Our study is the first soccer-specific research that tracks EIMD kinetics and incorporates professional and semi-professional soccer players accustomed to regular soccer eccentric training instead of amateurs and college students unaccustomed to eccentric exercise mode. In addition there was a high homogeneity between our subjects on their basic anthropometric, biochemical and exercise performance features (i.e., VO2max, BMI, training background). Another advantage of the experimental design was the implementation of the supplementation phase during the in season period of the professional league. The soccer training micro-cycle per se can produce an additional load on musculoskeletal system of the athlete and an added difficulty for the BC supplementation to overcome. We tried to simulate/mimic the real soccer field settings even though we knew that regular high-intensity soccer practice, with the cyclic pattern of concentric and eccentric extension/flexion of the knee per se, might alter the athlete performance decline. To overcome the latter, we decide to incorporate a specific training program 3 days pre- and 4 days post-LIST without any additional eccentric load.
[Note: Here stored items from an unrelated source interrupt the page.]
//! SSO Error Types
//!
//! Every failure a login attempt can hit maps to one variant. The HTTP body carries a
//! fixed code and message per variant; the detail stays in the logs.

use axum::{
    http::StatusCode,
    response::{IntoResponse, Json, Response},
};
use thiserror::Error;
use tracing::error;
use utoipa::ToSchema;

use crate::saml::validation::SamlRejection;

#[derive(Error, Debug)]
pub enum SsoError {
    #[error("SSO connection not found: {0}")]
    ConnectionNotFound(String),

    #[error("SSO connection is not active: {0}")]
    ConnectionInactive(String),

    #[error("Invalid or expired SSO state")]
    InvalidState,

    #[error("Email domain {email_domain} does not match connection domain {connection_domain}")]
    DomainMismatch {
        email_domain: String,
        connection_domain: String,
    },

    #[error("Protocol mismatch: {message}")]
    ProtocolMismatch { message: String },

    #[error("Automatic provisioning is not supported")]
    ProvisioningBlocked,

    #[error("Invalid SAML response: {0}")]
    InvalidSamlResponse(#[from] SamlRejection),

    #[error("Invalid ID token: {message}")]
    InvalidIdToken { message: String },

    #[error("Email address is not verified by the identity provider")]
    EmailNotVerified,

    #[error("No email in identity provider response: {message}")]
    MissingEmail { message: String },

    #[error("No account exists for this email")]
    UserNotExist,

    #[error("User is not a member of organization {organization_id}")]
    NotMember { organization_id: String },

    #[error("Organization membership is {status}")]
    MembershipInactive { status: String },

    #[error("Identity provider error: {message}")]
    Provider { message: String },

    #[error("Validation error: {message}")]
    Validation { message: String },

    #[error("Duplicate entity: {entity_type} with {field}={value}")]
    Duplicate {
        entity_type: String,
        field: String,
        value: String,
    },

    #[error("Authorization error: {message}")]
    Unauthorized { message: String },

    #[error("Forbidden: {message}")]
    Forbidden { message: String },

    #[error("Database error: {0}")]
    Database(#[from] mongodb::error::Error),

    #[error("Serialization error: {0}")]
    Serialization(#[from] bson::ser::Error),

    #[error("Deserialization error: {0}")]
    Deserialization(#[from] bson::de::Error),

    #[error("JSON error: {0}")]
    Json(#[from] serde_json::Error),

    #[error("Internal error: {message}")]
    Internal { message: String },
}

impl SsoError {
    pub fn protocol_mismatch(message: impl Into<String>) -> Self {
        Self::ProtocolMismatch { message: message.into() }
    }

    pub fn invalid_id_token(message: impl Into<String>) -> Self {
        Self::InvalidIdToken { message: message.into() }
    }

    pub fn missing_email(message: impl Into<String>) -> Self {
        Self::MissingEmail { message: message.into() }
    }

    pub fn provider(message: impl Into<String>) -> Self {
        Self::Provider { message: message.into() }
    }

    pub fn validation(message: impl Into<String>) -> Self {
        Self::Validation { message: message.into() }
    }

    pub fn duplicate(
        entity_type: impl Into<String>,
        field: impl Into<String>,
        value: impl Into<String>,
    ) -> Self {
        Self::Duplicate {
            entity_type: entity_type.into(),
            field: field.into(),
            value: value.into(),
        }
    }

    pub fn unauthorized(message: impl Into<String>) -> Self {
        Self::Unauthorized { message: message.into() }
    }

    pub fn forbidden(message: impl Into<String>) -> Self {
        Self::Forbidden { message: message.into() }
    }

    pub fn internal(message: impl Into<String>) -> Self {
        Self::Internal { message: message.into() }
    }

    /// HTTP status, stable error code, and the message shown to clients.
    pub fn public_parts(&self) -> (StatusCode, &'static str, String) {
        match self {
            SsoError::ConnectionNotFound(_) | SsoError::ConnectionInactive(_) => (
                StatusCode::NOT_FOUND,
                "SSO_NOT_AVAILABLE",
                "SSO not available for this domain".into(),
            ),
            SsoError::InvalidState => (
                StatusCode::BAD_REQUEST,
                "INVALID_STATE",
                "Invalid or expired SSO state".into(),
            ),
            SsoError::DomainMismatch { .. } => (
                StatusCode::FORBIDDEN,
                "DOMAIN_MISMATCH",
                "Email domain does not match the SSO connection".into(),
            ),
            SsoError::ProtocolMismatch { .. } => (
                StatusCode::BAD_REQUEST,
                "PROTOCOL_MISMATCH",
                "SSO protocol does not match the connection".into(),
            ),
            SsoError::ProvisioningBlocked => (
                StatusCode::FORBIDDEN,
                "PROVISIONING_BLOCKED",
                "Automatic provisioning is not available; ask an administrator to invite you".into(),
            ),
            SsoError::InvalidSamlResponse(_) => (
                StatusCode::UNAUTHORIZED,
                "INVALID_SAML_RESPONSE",
                "SAML response could not be validated".into(),
            ),
            SsoError::InvalidIdToken { .. } => (
                StatusCode::UNAUTHORIZED,
                "INVALID_ID_TOKEN",
                "ID token could not be validated".into(),
            ),
            SsoError::EmailNotVerified => (
                StatusCode::UNAUTHORIZED,
                "EMAIL_NOT_VERIFIED",
                "Email address is not verified by the identity provider".into(),
            ),
            SsoError::MissingEmail { .. } => (
                StatusCode::UNAUTHORIZED,
                "MISSING_EMAIL",
                "Identity provider did not return an email address".into(),
            ),
            SsoError::UserNotExist => (
                StatusCode::FORBIDDEN,
                "USER_NOT_FOUND",
                "No account exists for this email".into(),
            ),
            SsoError::NotMember { .. } => (
                StatusCode::FORBIDDEN,
                "NOT_MEMBER",
                "User is not a member of this organization".into(),
            ),
            SsoError::MembershipInactive { .. } => (
                StatusCode::FORBIDDEN,
                "MEMBERSHIP_INACTIVE",
                "Organization membership is not active".into(),
            ),
            SsoError::Provider { .. } => (
                StatusCode::BAD_GATEWAY,
                "IDP_UNAVAILABLE",
                "Identity provider request failed".into(),
            ),
            SsoError::Validation { message } => {
                (StatusCode::BAD_REQUEST, "VALIDATION_ERROR", message.clone())
            }
            SsoError::Duplicate { field, .. } => (
                StatusCode::CONFLICT,
                "DUPLICATE",
                format!("An SSO connection with this {} already exists", field),
            ),
            SsoError::Unauthorized { .. } => (
                StatusCode::UNAUTHORIZED,
                "UNAUTHORIZED",
                "Authentication required".into(),
            ),
            SsoError::Forbidden { .. } => (
                StatusCode::FORBIDDEN,
                "FORBIDDEN",
                "Insufficient permissions".into(),
            ),
            SsoError::Database(_)
            | SsoError::Serialization(_)
            | SsoError::Deserialization(_)
            | SsoError::Json(_)
            | SsoError::Internal { .. } => (
                StatusCode::INTERNAL_SERVER_ERROR,
                "INTERNAL_ERROR",
                "Internal server error".into(),
            ),
        }
    }
}

impl From<reqwest::Error> for SsoError {
    fn from(err: reqwest::Error) -> Self {
        SsoError::Provider {
            message: err.to_string(),
        }
    }
}

pub type Result<T> = std::result::Result<T, SsoError>;

/// Error response body
#[derive(Debug, serde::Serialize, ToSchema)]
pub struct ErrorResponse {
    pub error: String,
    pub message: String,
}

impl IntoResponse for SsoError {
    fn into_response(self) -> Response {
        let (status, code, message) = self.public_parts();

        if status.is_server_error() {
            error!(error = %self, code, "Request failed");
        }

        let body = ErrorResponse {
            error: code.to_string(),
            message,
        };

        (status, Json(body)).into_response()
    }
}
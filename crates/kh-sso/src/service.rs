//! SSO Service
//!
//! Wires the registry, state store and both flow engines together and dispatches a
//! login to the engine matching the connection's protocol.

use std::sync::Arc;
use std::time::Duration;
use kh_common::redact_token;
use tracing::{field, info, info_span, Instrument};

use crate::connection::entity::ProtocolConfig;
use crate::connection::registry::ConnectionRegistry;
use crate::connection::repository::ConnectionRepository;
use crate::login::completion::{LoginCompletion, LoginResult};
use crate::login::directory::AccountDirectory;
use crate::login::session::SessionIssuer;
use crate::oidc::discovery::ProviderMetadataCache;
use crate::oidc::flow::OidcFlow;
use crate::saml::flow::SamlFlow;
use crate::shared::error::{Result, SsoError};
use crate::state::repository::StateRepository;
use crate::state::store::StateStore;

/// Runtime settings for the SSO core
#[derive(Debug, Clone)]
pub struct SsoSettings {
    /// Public base URL; SP identifiers and the OIDC redirect URI derive from it
    pub base_url: String,
    pub state_ttl: Duration,
    pub clock_skew: Duration,
    pub http_timeout: Duration,
    pub metadata_cache_ttl: Duration,
}

impl Default for SsoSettings {
    fn default() -> Self {
        Self {
            base_url: "http://localhost:8080".to_string(),
            state_ttl: Duration::from_secs(600),
            clock_skew: Duration::from_secs(120),
            http_timeout: Duration::from_secs(30),
            metadata_cache_ttl: Duration::from_secs(3600),
        }
    }
}

pub struct SsoService {
    registry: Arc<ConnectionRegistry>,
    states: Arc<StateStore>,
    oidc: OidcFlow,
    saml: SamlFlow,
}

impl SsoService {
    pub fn new(
        settings: SsoSettings,
        connections: Arc<dyn ConnectionRepository>,
        states: Arc<dyn StateRepository>,
        directory: Arc<dyn AccountDirectory>,
        sessions: Arc<dyn SessionIssuer>,
    ) -> Result<Self> {
        let base_url = settings.base_url.trim().trim_end_matches('/').to_string();
        if base_url.is_empty() {
            return Err(SsoError::validation("base_url must not be empty"));
        }

        let http = reqwest::Client::builder()
            .timeout(settings.http_timeout)
            .build()
            .map_err(|e| SsoError::internal(format!("Failed to build HTTP client: {}", e)))?;

        let state_ttl = chrono::Duration::from_std(settings.state_ttl)
            .map_err(|e| SsoError::validation(format!("Invalid state TTL: {}", e)))?;
        let clock_skew = chrono::Duration::from_std(settings.clock_skew)
            .map_err(|e| SsoError::validation(format!("Invalid clock skew: {}", e)))?;

        let registry = Arc::new(ConnectionRegistry::new(connections, base_url));
        let states = Arc::new(StateStore::new(states).with_ttl(state_ttl));
        let metadata = Arc::new(ProviderMetadataCache::new(http, settings.metadata_cache_ttl));
        let completion = Arc::new(LoginCompletion::new(directory, sessions));

        let oidc = OidcFlow::new(registry.clone(), states.clone(), metadata, completion.clone())
            .with_leeway(settings.clock_skew.as_secs());
        let saml = SamlFlow::new(registry.clone(), states.clone(), completion)
            .with_clock_skew(clock_skew);

        info!(
            base_url = %registry.base_url(),
            state_ttl_secs = settings.state_ttl.as_secs(),
            "SSO service initialized"
        );

        Ok(Self {
            registry,
            states,
            oidc,
            saml,
        })
    }

    pub fn registry(&self) -> &Arc<ConnectionRegistry> {
        &self.registry
    }

    pub fn states(&self) -> &Arc<StateStore> {
        &self.states
    }

    pub fn oidc(&self) -> &OidcFlow {
        &self.oidc
    }

    pub fn saml(&self) -> &SamlFlow {
        &self.saml
    }

    /// Start a login for `domain`; returns the URL to send the browser to.
    pub async fn initiate_login(&self, domain: &str, redirect_url: &str) -> Result<String> {
        let connection = self.registry.find_active_by_domain(domain).await?;

        match &connection.protocol_config {
            ProtocolConfig::Oidc(_) => self.oidc.initiate(&connection, redirect_url).await,
            ProtocolConfig::Saml(_) => self.saml.initiate(&connection, redirect_url).await,
        }
    }

    pub async fn handle_oidc_callback(&self, state: &str, code: &str) -> Result<LoginResult> {
        let span = info_span!(
            "sso_callback",
            protocol = "oidc",
            state = %redact_token(state),
            connection_id = field::Empty,
        );
        self.oidc.handle_callback(state, code).instrument(span).await
    }

    pub async fn handle_saml_callback(&self, relay_state: &str, saml_response: &str) -> Result<LoginResult> {
        let span = info_span!(
            "sso_callback",
            protocol = "saml",
            state = %redact_token(relay_state),
            connection_id = field::Empty,
        );
        self.saml
            .handle_callback(relay_state, saml_response)
            .instrument(span)
            .await
    }

    pub async fn sp_metadata(&self, connection_id: &str) -> Result<String> {
        self.registry.sp_metadata(connection_id).await
    }
}
//! Login completion: external identity to internal account and session.

pub mod completion;
pub mod directory;
pub mod session;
In addition, we choose functional testing like MICV, SQJ and CMJ that have minimum eccentric load and would not exaggerate or interfere with the EIMD symptoms caused by the LIST per se.

On the other hand, the low number of participants, the nature of the protocol which lacks soccer-specific movements like tackling or shooting, the limited range of functional tests, the use of maximal isometric strength of the knee extensors instead of knee flexors which are more susceptible to soccer eccentric movement pattern and the use of just one dose of BC supplementation are among the limitations of the study.

In conclusion, the LIST protocol can induce EIMD and performance decrements in soccer players. EIMD and performance following LIST intervention may positively be affected by a low-dose administration of BC in soccer players. Larger studies are needed to confirm the ability of bovine colostrum to improve recovery after a soccer game.